Suara itu datang bukan dari gerombolan kami. Sehingga kami mengarahkan pandangan ke pemilik suara tersebut, yang ternyata teman sekelas kami... er, siapa namanya ya? Aku lupa.



"Apa maksudmu?" Tanya Rossa. Sepertinya dia mempertimbangkan pendapat orang luar juga.



"Aku sudah jadi teman sekelas Al selama setahun. Dan perlu kalian ketahui kalau Al itu 'teman semuanya'. Dia tidak cuma bergaul dengan grup konyol kalian, dia juga terkadang bergaul dengan kami. Dan dia sama sekali tidak ada perbedaan. Sama seperti biasa. Kecuali dia kemarin meminjam uangku Rp 10.000," Kata pemuda itu.


"Apa maksudmu grup konyol," Kata Rossa sepertinya terpancing.


"Oi,oi. Kemarin aku dan Al pergi membeli kaset lagu Galnesyur yang baru. Aku minta dia menemaniku karena dia yang tahu tempatnya. Dia sama sekali normal. Tidak ada yang aneh." Kata seorang lagi nimbrung pembicaraan.


"I-itu alasannya dia kemarin menolak bermain ular tangga kematian dengan kita," Kata Iwan pada dirinya sendiri.


"Kemarin dia menyapaku dan membantuku saat disuruh pak guru. Dia tidak bersikap aneh sama sekali. Kecuali dia pinjam uangku beberapa ribu rupiah karena sedang butuh."



Kemudian entah ada magnet apa, beberapa murid yang tadinya berbincang sendiri-sendiri mulai ikut dalam pusaran pembicaraan kami tentang Al.


Rossa menarik nafas dan berusaha menjaga ketenangannya.


"Maksud kalian apa? Kalau punya masalah dengan kami, bilang saja." Kata Rossa.



Seorang gadis mengangkat tangannya. Sepertinya dia akan mengungkapkan opininya.


"Jujur saja. Aku tidak suka dengan kalian."
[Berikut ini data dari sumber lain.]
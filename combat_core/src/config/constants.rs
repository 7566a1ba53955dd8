//! Combat balance constants

use serde::{Deserialize, Serialize};

/// Tunable combat constants
///
/// `Default` matches the balance values every definition file is authored
/// against; changing them breaks compatibility with existing data.
#[derive(Debug, Clone, Default, PartialEq, Serialize, Deserialize)]
pub struct CombatConstants {
    #[serde(default)]
    pub damage: DamageConstants,
    #[serde(default)]
    pub crit: CritConstants,
    #[serde(default)]
    pub hit: HitConstants,
    #[serde(default)]
    pub resistance: ResistanceConstants,
    #[serde(default)]
    pub gauge: GaugeConstants,
    #[serde(default)]
    pub encounter: EncounterConstants,
}

#[derive(Debug, Clone, PartialEq, Serialize, Deserialize)]
pub struct DamageConstants {
    /// Upper bound on armour penetration plus defense ignore
    #[serde(default = "default_armor_pen_cap")]
    pub armor_pen_cap: f64,
    /// Share of defense subtracted from physical hits
    #[serde(default = "default_physical_defense_ratio")]
    pub physical_defense_ratio: f64,
    /// Share of magic defense subtracted from magical hits
    #[serde(default = "default_magical_defense_ratio")]
    pub magical_defense_ratio: f64,
    /// Final damage is scaled by a uniform factor in [1 - variance, 1 + variance]
    #[serde(default = "default_variance")]
    pub variance: f64,
    /// Lower bound on any hit that connects
    #[serde(default = "default_min_damage")]
    pub min_damage: i64,
    /// Damage multiplier when the attacker's element is strong against the target
    #[serde(default = "default_element_advantage")]
    pub element_advantage: f64,
    /// Damage multiplier when the target's element is strong against the attacker
    #[serde(default = "default_element_disadvantage")]
    pub element_disadvantage: f64,
}

impl Default for DamageConstants {
    fn default() -> Self {
        DamageConstants {
            armor_pen_cap: default_armor_pen_cap(),
            physical_defense_ratio: default_physical_defense_ratio(),
            magical_defense_ratio: default_magical_defense_ratio(),
            variance: default_variance(),
            min_damage: default_min_damage(),
            element_advantage: default_element_advantage(),
            element_disadvantage: default_element_disadvantage(),
        }
    }
}

fn default_armor_pen_cap() -> f64 {
    0.70
}
fn default_physical_defense_ratio() -> f64 {
    0.5
}
fn default_magical_defense_ratio() -> f64 {
    0.4
}
fn default_variance() -> f64 {
    0.20
}
fn default_min_damage() -> i64 {
    1
}
fn default_element_advantage() -> f64 {
    1.25
}
fn default_element_disadvantage() -> f64 {
    0.8
}

#[derive(Debug, Clone, PartialEq, Serialize, Deserialize)]
pub struct CritConstants {
    /// Critical strike multiplier when no skill overrides it
    #[serde(default = "default_crit_multiplier")]
    pub base_multiplier: f64,
    /// Crit rates above this are treated as this
    #[serde(default = "default_crit_rate_cap")]
    pub rate_cap: f64,
}

impl Default for CritConstants {
    fn default() -> Self {
        CritConstants {
            base_multiplier: default_crit_multiplier(),
            rate_cap: default_crit_rate_cap(),
        }
    }
}

fn default_crit_multiplier() -> f64 {
    1.5
}
fn default_crit_rate_cap() -> f64 {
    0.80
}

#[derive(Debug, Clone, PartialEq, Serialize, Deserialize)]
pub struct HitConstants {
    #[serde(default = "default_min_hit_rate")]
    pub min_rate: f64,
    #[serde(default = "default_max_hit_rate")]
    pub max_rate: f64,
}

impl Default for HitConstants {
    fn default() -> Self {
        HitConstants {
            min_rate: default_min_hit_rate(),
            max_rate: default_max_hit_rate(),
        }
    }
}

fn default_min_hit_rate() -> f64 {
    5.0
}
fn default_max_hit_rate() -> f64 {
    100.0
}

#[derive(Debug, Clone, PartialEq, Serialize, Deserialize)]
pub struct ResistanceConstants {
    /// Maximum total elemental resistance
    #[serde(default = "default_resist_cap")]
    pub cap: f64,
}

impl Default for ResistanceConstants {
    fn default() -> Self {
        ResistanceConstants {
            cap: default_resist_cap(),
        }
    }
}

fn default_resist_cap() -> f64 {
    0.75
}

#[derive(Debug, Clone, PartialEq, Serialize, Deserialize)]
pub struct GaugeConstants {
    /// Gauge value at which a combatant may act
    #[serde(default = "default_gauge_max")]
    pub max: u32,
    /// Gauge gained per tick is `floor(speed * fill_multiplier)`
    #[serde(default = "default_fill_multiplier")]
    pub fill_multiplier: f64,
    /// Gauge spent per action
    #[serde(default = "default_action_cost")]
    pub action_cost: u32,
    /// Round-marker gauge gained per tick
    #[serde(default = "default_round_marker_fill")]
    pub round_marker_fill: u32,
}

impl Default for GaugeConstants {
    fn default() -> Self {
        GaugeConstants {
            max: default_gauge_max(),
            fill_multiplier: default_fill_multiplier(),
            action_cost: default_action_cost(),
            round_marker_fill: default_round_marker_fill(),
        }
    }
}

fn default_gauge_max() -> u32 {
    10
}
fn default_fill_multiplier() -> f64 {
    1.0
}
fn default_action_cost() -> u32 {
    10
}
fn default_round_marker_fill() -> u32 {
    10
}

#[derive(Debug, Clone, PartialEq, Serialize, Deserialize)]
pub struct EncounterConstants {
    /// Actions after which an encounter is forcibly ended
    #[serde(default = "default_max_actions")]
    pub max_actions: u32,
    #[serde(default = "default_max_monsters")]
    pub max_monsters: usize,
    /// Skill slots in a player's deck
    #[serde(default = "default_deck_size")]
    pub deck_size: usize,
    /// Hp ratio below which "low hp" conditions hold
    #[serde(default = "default_low_hp_threshold")]
    pub low_hp_threshold: f64,
}

impl Default for EncounterConstants {
    fn default() -> Self {
        EncounterConstants {
            max_actions: default_max_actions(),
            max_monsters: default_max_monsters(),
            deck_size: default_deck_size(),
            low_hp_threshold: default_low_hp_threshold(),
        }
    }
}

fn default_max_actions() -> u32 {
    100
}
fn default_max_monsters() -> usize {
    3
}
fn default_deck_size() -> usize {
    10
}
fn default_low_hp_threshold() -> f64 {
    0.3
}
//! Skill components - composable effect units and their lifecycle hooks
//!
//! Skills, passives and equipment are all built from the same components.
//! Every hook has a no-op default; a component overrides only the hooks it
//! reacts to. Hooks return an optional combat-log line.

mod aura;
mod condition;
mod config;
mod elemental;
mod offense;
mod passive;
mod registry;
mod status;
mod support;

pub use condition::Condition;
pub use config::{ComponentConfig, Configure};
pub use offense::Attack;
pub use registry::{BoundComponent, ComponentRegistry};

use crate::context::ActionScope;
use crate::event::{DamageCalculationEvent, DamageDealtEvent, HitCalculationEvent, TakeDamageEvent};
use crate::skill::Skill;
use crate::stats::StatAccumulator;
use std::fmt;

/// How an aura's carrier relates to the combatant being snapshotted
#[derive(Debug, Clone, Copy, PartialEq, Eq)]
pub enum AuraRelation {
    Ally,
    Enemy,
}

/// A single effect unit inside a skill
///
/// `scope.owner` is always the combatant whose skill holds this component.
pub trait SkillComponent: Configure + fmt::Debug + Send + Sync {
    /// Static modifiers this component adds to its owner's snapshot
    fn apply_stat(&self, _stats: &mut StatAccumulator) {}

    /// Modifiers this component adds to other combatants' snapshots
    fn apply_aura(&self, _stats: &mut StatAccumulator, _relation: AuraRelation) {}

    /// The skill is being cast
    fn on_turn(&self, _scope: &mut ActionScope<'_>) -> Option<String> {
        None
    }

    fn on_turn_start(&self, _scope: &mut ActionScope<'_>) -> Option<String> {
        None
    }

    fn on_turn_end(&self, _scope: &mut ActionScope<'_>) -> Option<String> {
        None
    }

    fn on_combat_start(&self, _scope: &mut ActionScope<'_>) -> Option<String> {
        None
    }

    fn on_combat_end(&self, _scope: &mut ActionScope<'_>) -> Option<String> {
        None
    }

    /// Outgoing damage before resolution (owner is the attacker)
    fn on_damage_calculation(
        &self,
        _event: &mut DamageCalculationEvent,
        _scope: &mut ActionScope<'_>,
    ) -> Option<String> {
        None
    }

    /// Outgoing damage after the pipeline (owner is the attacker)
    fn on_deal_damage(
        &self,
        _event: &mut DamageDealtEvent,
        _scope: &mut ActionScope<'_>,
    ) -> Option<String> {
        None
    }

    /// Incoming damage before mitigation (owner is the target)
    fn on_take_damage(
        &self,
        _event: &mut TakeDamageEvent,
        _scope: &mut ActionScope<'_>,
    ) -> Option<String> {
        None
    }

    /// Runs for both the attacker's and the target's components
    fn on_hit_calculation(
        &self,
        _event: &mut HitCalculationEvent,
        _scope: &mut ActionScope<'_>,
    ) -> Option<String> {
        None
    }

    /// The owner is about to cast an active skill
    fn on_skill_used(&self, _scope: &mut ActionScope<'_>) -> Option<String> {
        None
    }

    /// The owner's HP reached zero
    fn on_death(&self, _scope: &mut ActionScope<'_>) -> Option<String> {
        None
    }

    /// The owner landed a hit
    fn on_attack(&self, _event: &DamageDealtEvent, _scope: &mut ActionScope<'_>) -> Option<String> {
        None
    }

    /// The owner was hit and survived
    fn on_damaged(
        &self,
        _event: &DamageDealtEvent,
        _scope: &mut ActionScope<'_>,
    ) -> Option<String> {
        None
    }

    /// The owner drew a skill from the deck
    fn on_draw_skill(&self, _skill: &Skill, _scope: &mut ActionScope<'_>) -> Option<String> {
        None
    }
}

#[cfg(test)]
pub(crate) mod fixture {
    //! A two-sided arena for exercising components without a full encounter

    use super::{BoundComponent, ComponentConfig, ComponentRegistry};
    use crate::combatant::{Combatant, Roster};
    use crate::context::{ActionScope, CombatRules, ComponentStateStore};
    use crate::log::CombatLog;
    use crate::skill::Skill;
    use crate::stats::StatBlock;
    use crate::types::{Element, EntityHandle, Side};
    use rand::rngs::StdRng;
    use rand::SeedableRng;
    use serde_json::Value;
    use std::sync::Arc;

    pub const HERO: EntityHandle = EntityHandle(0);
    pub const FOE: EntityHandle = EntityHandle(1);

    pub fn component(tag: &str, config: Value) -> BoundComponent {
        let fields = match config {
            Value::Object(map) => map,
            _ => serde_json::Map::new(),
        };
        ComponentRegistry::with_builtins()
            .create(tag, &ComponentConfig::new(fields), "Test", 0)
            .unwrap()
    }

    pub fn skill(id: &str, components: Vec<(&str, Value)>) -> Arc<Skill> {
        let bound = components
            .into_iter()
            .map(|(tag, config)| component(tag, config))
            .collect();
        Arc::new(Skill::new(id, id, Element::Neutral, "", bound))
    }

    /// Stats that never miss, never crit and take full damage
    pub fn steady(hp: i64, attack: f64) -> StatBlock {
        StatBlock {
            hp,
            max_hp: hp,
            attack,
            crit_rate: 0.0,
            evasion: 0.0,
            accuracy: 1000.0,
            ..StatBlock::default()
        }
    }

    pub struct Arena {
        pub roster: Roster,
        pub rules: CombatRules,
        pub states: ComponentStateStore,
        pub log: CombatLog,
        pub rng: StdRng,
    }

    impl Arena {
        pub fn duel(hero: StatBlock, foe: StatBlock) -> Self {
            let mut roster = Roster::new();
            roster.add(Combatant::player("Hero", hero));
            roster.add(Combatant::new("Foe", Side::Monster, foe));
            Arena {
                roster,
                rules: CombatRules::default(),
                states: ComponentStateStore::new(),
                log: CombatLog::new(),
                rng: StdRng::seed_from_u64(42),
            }
        }

        pub fn equip(&mut self, handle: EntityHandle, skill: Arc<Skill>) {
            self.roster.get_mut(handle).unwrap().equipment.push(skill);
        }

        pub fn hp(&self, handle: EntityHandle) -> i64 {
            self.roster.get(handle).unwrap().hp()
        }

        /// Scope for `owner` acting against the other duelist
        pub fn scope(&mut self, owner: EntityHandle) -> ActionScope<'_> {
            let target = if owner == HERO { FOE } else { HERO };
            let mut scope = ActionScope::new(
                &mut self.roster,
                &self.rules,
                &mut self.states,
                &mut self.log,
                &mut self.rng,
                owner,
            );
            scope.target = Some(target);
            scope
        }

        /// Cast a skill the way a turn does
        pub fn cast(&mut self, owner: EntityHandle, skill: &Arc<Skill>) {
            let mut scope = self.scope(owner);
            scope.action = Some((owner, Arc::clone(skill)));
            scope.dispatch_skill(owner, skill, |c, s| c.on_turn(s));
        }
    }
}
//! Status type configuration loading

use super::ConfigError;
use crate::status::{StatusCatalog, StatusConfig};
use serde::{Deserialize, Serialize};
use std::path::Path;

/// Container for status configurations
#[derive(Debug, Clone, Serialize, Deserialize)]
pub struct StatusesConfig {
    pub statuses: Vec<StatusConfig>,
}

impl StatusesConfig {
    /// Overlay the listed types on the built-in catalog
    fn into_catalog(self) -> Result<StatusCatalog, ConfigError> {
        let mut catalog = StatusCatalog::with_defaults();
        for mut status in self.statuses {
            if status.max_stacks == 0 {
                return Err(ConfigError::ValidationError(format!(
                    "status '{}' must allow at least one stack",
                    status.kind.display_name()
                )));
            }
            if status.percent_per_stack < 0.0 {
                return Err(ConfigError::ValidationError(format!(
                    "status '{}' has negative tick damage",
                    status.kind.display_name()
                )));
            }
            if status.name.is_empty() {
                status.name = status.kind.display_name().to_string();
            }
            catalog.register(status);
        }
        Ok(catalog)
    }
}

/// Load status configurations from a TOML file
pub fn load_status_configs(path: &Path) -> Result<StatusCatalog, ConfigError> {
    let config: StatusesConfig = super::load_toml(path)?;
    config.into_catalog()
}

/// Load status configurations from a TOML string
pub fn parse_status_configs(content: &str) -> Result<StatusCatalog, ConfigError> {
    let config: StatusesConfig = super::parse_toml(content)?;
    config.into_catalog()
}

#[cfg(test)]
mod tests {
    use super::*;
    use crate::stats::StatKind;
    use crate::status::StatusKind;
    use crate::types::Element;

    #[test]
    fn test_parse_statuses() {
        let toml = r#"
[[statuses]]
kind = "burn"
name = "Scorch"
max_stacks = 3
percent_per_stack = 0.05
default_duration = 4
element = "fire"

[[statuses]]
kind = "slow"
max_stacks = 2

[[statuses.modifiers]]
stat = "speed"
per_stack = -0.1
"#;

        let catalog = parse_status_configs(toml).unwrap();
        let burn = catalog.config_or_default(StatusKind::Burn);
        assert_eq!(burn.name, "Scorch");
        assert_eq!(burn.max_stacks, 3);
        assert_eq!(burn.default_duration, 4);
        assert_eq!(burn.element, Element::Fire);

        let slow = catalog.config_or_default(StatusKind::Slow);
        assert_eq!(slow.name, "Slow");
        assert_eq!(slow.modifiers.len(), 1);
        assert_eq!(slow.modifiers[0].stat, StatKind::Speed);

        // untouched entries keep their built-in values
        assert!(catalog.get(StatusKind::Poison).is_some());
    }

    #[test]
    fn test_zero_stacks_rejected() {
        let toml = r#"
[[statuses]]
kind = "stun"
max_stacks = 0
"#;
        let err = parse_status_configs(toml).unwrap_err();
        assert!(matches!(err, ConfigError::ValidationError(_)));
    }

    #[test]
    fn test_unknown_kind_rejected() {
        let toml = r#"
[[statuses]]
kind = "petrify"
"#;
        assert!(matches!(
            parse_status_configs(toml),
            Err(ConfigError::ParseError(_))
        ));
    }
}
//! Action gauge - speed-driven turn order
//!
//! Each tick every living combatant gains `floor(speed * multiplier)` gauge
//! and the round marker gains a fixed amount. A combatant at or above the
//! gauge max may act; the fullest one goes first, ties broken at random.

use crate::config::GaugeConstants;
use crate::types::EntityHandle;
use rand::seq::SliceRandom;
use rand::Rng;
use std::collections::BTreeMap;

/// Gauge values for one encounter
#[derive(Debug, Clone, PartialEq, Eq)]
pub struct ActionGauge {
    gauges: BTreeMap<EntityHandle, u32>,
    round_marker: u32,
    round: u32,
}

impl ActionGauge {
    /// Every combatant starts empty; the encounter starts in round 1
    pub fn new(handles: impl IntoIterator<Item = EntityHandle>) -> Self {
        ActionGauge {
            gauges: handles.into_iter().map(|h| (h, 0)).collect(),
            round_marker: 0,
            round: 1,
        }
    }

    pub fn round(&self) -> u32 {
        self.round
    }

    pub fn gauge(&self, handle: EntityHandle) -> u32 {
        self.gauges.get(&handle).copied().unwrap_or(0)
    }

    pub fn round_marker(&self) -> u32 {
        self.round_marker
    }

    /// The next combatant to act among `living`, if any is ready
    pub fn next_ready<R: Rng + ?Sized>(
        &self,
        living: &[EntityHandle],
        constants: &GaugeConstants,
        rng: &mut R,
    ) -> Option<EntityHandle> {
        let ready: Vec<(EntityHandle, u32)> = living
            .iter()
            .map(|&h| (h, self.gauge(h)))
            .filter(|&(_, g)| g >= constants.max)
            .collect();
        let highest = ready.iter().map(|&(_, g)| g).max()?;
        let tied: Vec<EntityHandle> = ready
            .iter()
            .filter(|&&(_, g)| g == highest)
            .map(|&(h, _)| h)
            .collect();
        tied.choose(rng).copied()
    }

    /// Spend one action's worth of gauge, floored at 0
    pub fn consume(&mut self, handle: EntityHandle, constants: &GaugeConstants) {
        let gauge = self.gauges.entry(handle).or_insert(0);
        *gauge = gauge.saturating_sub(constants.action_cost);
    }

    pub fn round_due(&self, constants: &GaugeConstants) -> bool {
        self.round_marker >= constants.max
    }

    /// Move to the next round, keeping any marker overflow
    pub fn advance_round(&mut self, constants: &GaugeConstants) -> u32 {
        self.round_marker = self.round_marker.saturating_sub(constants.action_cost);
        self.round += 1;
        self.round
    }

    /// One scheduling tick with precomputed per-combatant fill amounts
    pub fn fill(&mut self, amounts: &[(EntityHandle, u32)], constants: &GaugeConstants) {
        for &(handle, amount) in amounts {
            let gauge = self.gauges.entry(handle).or_insert(0);
            *gauge = gauge.saturating_add(amount);
        }
        self.round_marker = self.round_marker.saturating_add(constants.round_marker_fill);
    }

    /// Gauge gained per tick for a given effective speed
    pub fn fill_amount(speed: f64, speed_bonus: f64, constants: &GaugeConstants) -> u32 {
        (speed * constants.fill_multiplier * speed_bonus).floor().max(0.0) as u32
    }

    /// Drop a defeated combatant's gauge
    pub fn remove(&mut self, handle: EntityHandle) {
        self.gauges.remove(&handle);
    }
}
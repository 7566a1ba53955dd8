//! combat_sim - scenario files and batch encounter runs on top of combat_core

pub mod runner;
pub mod scenario;

pub use runner::{run_batch, run_once, Tally};
pub use scenario::{PlayerSpec, Scenario};
//! Runtime error taxonomy

use crate::config::ConfigError;
use crate::types::EntityHandle;
use thiserror::Error;

/// An operation named a combatant that cannot take part in it
///
/// Always recoverable: the turn turns it into a log line and carries on.
#[derive(Error, Debug, Clone, PartialEq, Eq)]
pub enum StateError {
    #[error("{0} is already defeated")]
    DeadTarget(EntityHandle),
    #[error("no combatant with handle {0}")]
    UnknownHandle(EntityHandle),
    #[error("no valid target")]
    NoTarget,
    #[error("the encounter has already finished")]
    EncounterFinished,
}

#[derive(Error, Debug)]
pub enum CombatError {
    #[error(transparent)]
    Config(#[from] ConfigError),
    #[error(transparent)]
    State(#[from] StateError),
    #[error("action budget of {limit} exceeded")]
    BudgetExceeded { limit: u32 },
}
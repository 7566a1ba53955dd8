//! StatusEffect - a stacked affliction on one combatant

use super::types::{ModifierMode, StatusConfig, StatusKind};
use crate::stats::{StatAccumulator, StatSource};
use crate::types::{Element, EntityHandle};

/// An active status effect instance
#[derive(Debug, Clone, PartialEq)]
pub struct StatusEffect {
    pub stacks: u32,
    /// Rounds remaining
    pub duration: u32,
    /// Who applied it, if anyone
    pub source: Option<EntityHandle>,
    config: StatusConfig,
}

impl StatusEffect {
    /// Create a new effect; stacks are capped at the type's maximum
    pub fn new(
        config: StatusConfig,
        stacks: u32,
        duration: u32,
        source: Option<EntityHandle>,
    ) -> Self {
        StatusEffect {
            stacks: stacks.min(config.max_stacks),
            duration,
            source,
            config,
        }
    }

    pub fn kind(&self) -> StatusKind {
        self.config.kind
    }

    pub fn name(&self) -> &str {
        self.config.display_name()
    }

    pub fn max_stacks(&self) -> u32 {
        self.config.max_stacks
    }

    pub fn element(&self) -> Element {
        self.config.element
    }

    /// Re-application: add stacks up to the cap, keep the longer duration
    pub fn reapply(&mut self, stacks: u32, duration: u32, source: Option<EntityHandle>) {
        self.stacks = self.stacks.saturating_add(stacks).min(self.config.max_stacks);
        self.duration = self.duration.max(duration);
        if source.is_some() {
            self.source = source;
        }
    }

    /// False for freeze, stun and paralyze
    pub fn can_act(&self) -> bool {
        !self.kind().blocks_action()
    }

    /// Tick damage: `floor(max_hp * percent_per_stack * stacks)`, at least 1
    ///
    /// `None` for effects that do not deal damage.
    pub fn tick_damage(&self, max_hp: i64) -> Option<i64> {
        if !self.kind().is_dot() || self.config.percent_per_stack <= 0.0 || self.stacks == 0 {
            return None;
        }
        let raw = (max_hp.max(0) as f64 * self.config.percent_per_stack * self.stacks as f64)
            .floor() as i64;
        Some(raw.max(1))
    }

    /// Decrement the duration by one round
    /// Returns true if the effect is still active
    pub fn decay(&mut self) -> bool {
        self.duration = self.duration.saturating_sub(1);
        self.is_active()
    }

    pub fn is_active(&self) -> bool {
        self.duration > 0 && self.stacks > 0
    }
}

impl StatSource for StatusEffect {
    fn apply(&self, stats: &mut StatAccumulator) {
        let stacks = self.stacks as f64;
        for modifier in &self.config.modifiers {
            let value = modifier.per_stack * stacks;
            match modifier.mode {
                ModifierMode::Flat => stats.add_flat(modifier.stat, value),
                ModifierMode::Percent => stats.add_increased(modifier.stat, value),
            }
        }
    }
}
//! combat_core - Turn-based combat resolution engine
//!
//! This library provides:
//! - Numeric combat math: damage, critical hits, hit chance
//! - Stat snapshots built from base stats, passives, auras, buffs and statuses
//! - Status effects and buffs with stacking, decay and damage over time
//! - Skill components: composable effects driven by lifecycle hooks
//! - The damage pipeline: invulnerability, resistance, shields, reflection
//! - Synergies: deck-wide bonuses from shared keywords
//! - Encounters: gauge scheduling, turns, rounds and outcomes

pub mod combatant;
pub mod component;
pub mod config;
pub mod context;
pub mod error;
pub mod event;
pub mod log;
pub mod math;
pub mod pipeline;
pub mod prelude;
pub mod skill;
pub mod stats;
pub mod status;
pub mod synergy;
pub mod types;

// Re-export core types for convenience
pub use combatant::{Combatant, Roster};
pub use component::{ComponentRegistry, SkillComponent};
pub use config::{default_monsters, default_skill_book, CombatConstants, ConfigError};
pub use context::{CombatContext, CombatRules};
pub use error::{CombatError, StateError};
pub use log::{CombatLog, EncounterOutcome, EncounterReport};
pub use skill::{Skill, SkillBook};
pub use stats::{StatBlock, StatSnapshot};
pub use status::{StatusCatalog, StatusKind};
pub use synergy::{SynergyBonus, SynergyTable};
pub use types::{Element, EntityHandle, Side, TargetingMode};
Benar-benar reaksi yang sangat jujur.


"Kalian bertingkah seakan kelompok kalian adalah yang terbaik. Aku tahu kalian semua pandai, mungkin malah bisa dibilang jenius. Apalagi ada anak yang melompat kelas seperti Nana dan Tifa. Rossa dan Isaac juga masuk jajaran atas. Meski pemalas, Karin tidak pernah keluar dari zona 5 besar. Aisa dan Eve juga. Dan kalian berkumpul-kumpul bersama seakan kalian tidak mengganggap kami. Aku tidak suka itu. Tentu saja aku mengecualikan Iwan dan Al,"


"A-aku tidak termasuk?" Kata Iwan bingung harus senang atau tidak.


"Kau cuma tersangkut grup itu karena kau pacar Karin, kan?"



Rossa terlihat sakit hati dengan komentar itu. Jujur saja aku juga. Tapi semua itu memang benar. Tidak ada yang lebih menyakitkan dari fakta yang pahit.



"Ada yang lain?" Kata Rossa memegang kepalanya seperti sedang sakit kepala.


Pria lain mengangkat tangannya.


"Pada dasarnya sama dengan Irna. Tapi aku akan mengkritik kalian satu per satu. Isaac, kau menyebalkan. Rossa, kau menyebalkan. Eve, kau menyebalkan. Aisa, dia menyebalkan. Nana, dia menyebalkan. Tifa, kau menyebalkan. Aku mengecualikan Al dan Iwan, mereka temanku. Kalian semua tidak jelek tapi kalian menyebalkan"

Ok. Daripada kritik itu lebih pantas disebut hinaan.

"...Ok, ada lagi?"


Rossa! Apa kau gila! Kenapa sepertinya kita membuka sesi 'Silahkan Hina Kami'! Aku tidak tahan.


Kali ini seorang gadis lagi. Kalau tidak salah dia sekretaris OSIS.


"Aku tanya. Isaac, siapa namanya?"

Gadis itu menunjuk teman disebelahnya.


"Err..."

Siapa ya?! Aku yakin namanya berawalan dengan huruf alphabet...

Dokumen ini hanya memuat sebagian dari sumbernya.